Il contributo di Zohr, dunque, si farà sentire. Come pure la spinta che potrebbe arrivare dal Messico, dove nei giorni scorsi l’Eni ha perforato con successo il pozzo Amoca-2, nella Baia di Campeche. «Ci sono tre-quattro grosse strutture, questa è la prima. Uno dopo l’altro faremo un altro pozzo, poi un altro ancora. Noi avevamo stimato all’inizio in questa struttura 800 milioni di barili di olio. Avendo trovato dei livelli che non ci aspettavamo, pensiamo che queste stime possono essere riviste al rialzo», ha precisato Descalzi.

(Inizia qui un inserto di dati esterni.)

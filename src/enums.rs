/// Order in which the slices of a series are stacked along z.
#[derive(Clone, Copy, Debug, Default, PartialEq, Eq)]
pub enum SortBy {
    /// ImagePositionPatient projected on the slice normal, ascending.
    #[default]
    ImagePositionPatient,
    TablePosition,
    InstanceNumber,
    /// Keep the order the files were read in.
    None,
}

/// What to do when the decoded grid disagrees with the dimensions the
/// series loader reported.
#[derive(Clone, Copy, Debug, Default, PartialEq, Eq)]
pub enum GeometryPolicy {
    /// Abort the conversion.
    #[default]
    Strict,
    /// Log a warning and continue with the decoded shape.
    Permissive,
}

/// Which NRRD header variant to emit.
#[derive(Clone, Copy, Debug, Default, PartialEq, Eq)]
pub enum HeaderStyle {
    /// Sizes plus the physical-space block (space, directions, origin).
    #[default]
    Oriented,
    /// Index-space sizes only, no physical-space fields.
    IndexOnly,
}
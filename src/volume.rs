use crate::spatial::SpatialFrame;

use ndarray::Array3;

/// A dense 3-D grid in acquisition order `(depth, height, width)`, i.e.
/// slice index slowest and column fastest, together with its spatial frame.
#[derive(Clone, Debug, Default, PartialEq)]
pub struct Volume<T> {
    pub data: Array3<T>,
    pub frame: SpatialFrame,
}

/// Samples as decoded from the slices, before calibration.
pub type SampleVolume = Volume<f32>;

/// Calibrated, clamped intensities ready to be serialized.
pub type CalibratedVolume = Volume<i16>;

impl<T> Volume<T> {
    pub fn new(data: Array3<T>, frame: SpatialFrame) -> Self {
        Self { data, frame }
    }

    /// Get the dimensions of the volume (depth, height, width)
    pub fn dim(&self) -> (usize, usize, usize) {
        self.data.dim()
    }

    /// Get a reference to the underlying data
    pub fn data(&self) -> &Array3<T> {
        &self.data
    }

    pub fn frame(&self) -> &SpatialFrame {
        &self.frame
    }

    pub fn len(&self) -> usize {
        self.data.len()
    }

    pub fn is_empty(&self) -> bool {
        self.data.is_empty()
    }
}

Per poi tornare sul possibile spin off del retail gas&power. «C’è un grandissimo interesse sia da parte industriale (tra i soggetti interessati ci sarebbe, tra gli altri, anche Edison, ndr) sia dei fondi, ma è ancora prematuro», ha detto il ceo. «Abbiamo detto che non è core business, ma è un attività che sta andando bene, si sta espandendo in Francia e cerchiamo di dare il massimo valore». I prossimi step, comunque, sono chiari. «Stiamo facendo la societarizzazione con un suo ceo - ha proseguito l’ad di Eni -. Vedremo se restare dentro o se vendere tutto, una decisione non è stata presa, sarà presa nell’anno in corso».

Descalzi ha poi colto l’occasione per chiarire che le recenti riduzioni nelle forniture libiche dirette in Italia «sono dovute a salari non pagati e non ad attacchi contro i terminali» e ha quindi ribadito la posizione del gruppo rispetto a un possibile coinvolgimento nel Nord Stream 2. «L’obiettivo è riuscire a portare gas in Italia che costa meno. Il raddoppio del Nord Stream crea un hub un po’ più costoso per noi e noi costiamo già di più in termini energetici. Se ci sarà un Turkish Stream e se il gas in parte invece che da Tarvisio arriverà dal sud dell’Italia, con Tap o Poseidon, noi come Italia, e l’Eni sta approvigionando l’Italia, avremo bisogno di avere capacità in quello». E, su come si possa centrare l’obiettivo, il ceo ha indicato due possibili strade: «O compri una piccola percentuale per acquisire capacità o compri capacità. È un fatto da verificare, è un’ipotesi da verificare, di quel gas abbiamo bisogno» per l’Italia. Dove il gruppo si dice pronto ad ampliare il proprio impegno purché si creino determinate condizioni: «In Val D’Agri - ha spiegato Descalzi - si possono investire miliardi, raddoppiando o triplicando la forza lavoro, ma serve un clima con la popolazione: investirò se ci sarà un dialogo reale».